"Öncelikle şey sorucam. 4 elementin hepside olmuyor dimi?"

"Malesef. En fazla 2 tanesini. Onlarda ya toprak su,toprak hava,hava su oluyor. Ateş varsa diğerleri olmaz."

             Başımızla onayladık. Hava testinin olduğu odaya girdiğimizde küçük sandalyelere oturduk.

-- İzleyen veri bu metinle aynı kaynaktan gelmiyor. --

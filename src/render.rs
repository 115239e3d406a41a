//! Terminal render sink — stands in for the out-of-scope map renderer.
//!
//! Exercises the two consumption contracts: the store's collection
//! snapshot (with the status-to-color mapping) and the editor's live
//! capture session (point list, preview polygon, connecting segments).

use terramark_core::Territory;
use terramark_editor::CaptureSession;

pub fn draw_collection(territories: &[Territory]) {
    if territories.is_empty() {
        println!("(no territories)");
        return;
    }
    for t in territories {
        println!(
            "  {:<24} {:>2} pts  {:<10} {}  {}",
            t.name,
            t.boundary.len(),
            t.status.as_str(),
            t.status.border_color(),
            t.price
        );
    }
}

pub fn draw_session(session: &CaptureSession) {
    let polygon = match session.preview() {
        Some(points) => format!("preview polygon ({} vertices)", points.len()),
        None => "no polygon yet (minimum 3 points)".to_string(),
    };
    println!(
        "  capturing: {} point(s), {} segment(s), {}",
        session.len(),
        session.segments().len(),
        polygon
    );
}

"Şimdi sakinleşmenizi istiyorum. Size klimalardan hava vericem. Sakinleşerek o havayı tüm bedeninizde hissediceksiniz. Kendinizi rüzgara yakalanan biri gibi değilde , rüzgarın ta kendisi olarak hayal edin. Ve bu rüzgarı kontrol etmeyi deneyin. Mesela küçük bir hortum deneyebilirsiniz. Unutmayın. İçinizde hissedin."

             Ben neredeyse kolum kadar hortum oluşturabilmişken yanıma bakmamla şok oldum. Emre boyu kadar bir hortum yaratmıştı. "Tamam şimdi yok edin." Hortumu dağıttığımızda hoca içeri geldi. "Yani ikinizdede var diyebilirim. Fakat Emre. Sen çok güçlü bir melezsin. Kendini çok iyi kontrol edebiliyosun. Öykü senin hava konusunda çalışman lazım."

¤¤¤¤¤¤¤¤

             Su ve toprağa geçtiğimizde su bölümünde ikimizde eşit ve küçük yapmıştık. Hocanın kafası karışırken toprağa geçtik. Toprakta ben küçük kaya parçaları yaparken Emre kayadan heykelini yapmıştı.

"Emre'nin gücünü tespit ettik sanırım. Hava ve toprak. Ateşten sonra ki en güçlü elementler. En güçsüzü su oluyor. Ama ilk kez her şeyi yapabildiğinizi gördüm. Mesela Öykü. Hiç birini güçlü yapamadı fakat hepsini yaptı. Emre sende hava ve toprak haricindeki suyuda yaptın. Güçsüz olsada yapıyorsunuz bunu ilk kez gördüm. Her neyse. Son olarak ateşede girin. Şurası."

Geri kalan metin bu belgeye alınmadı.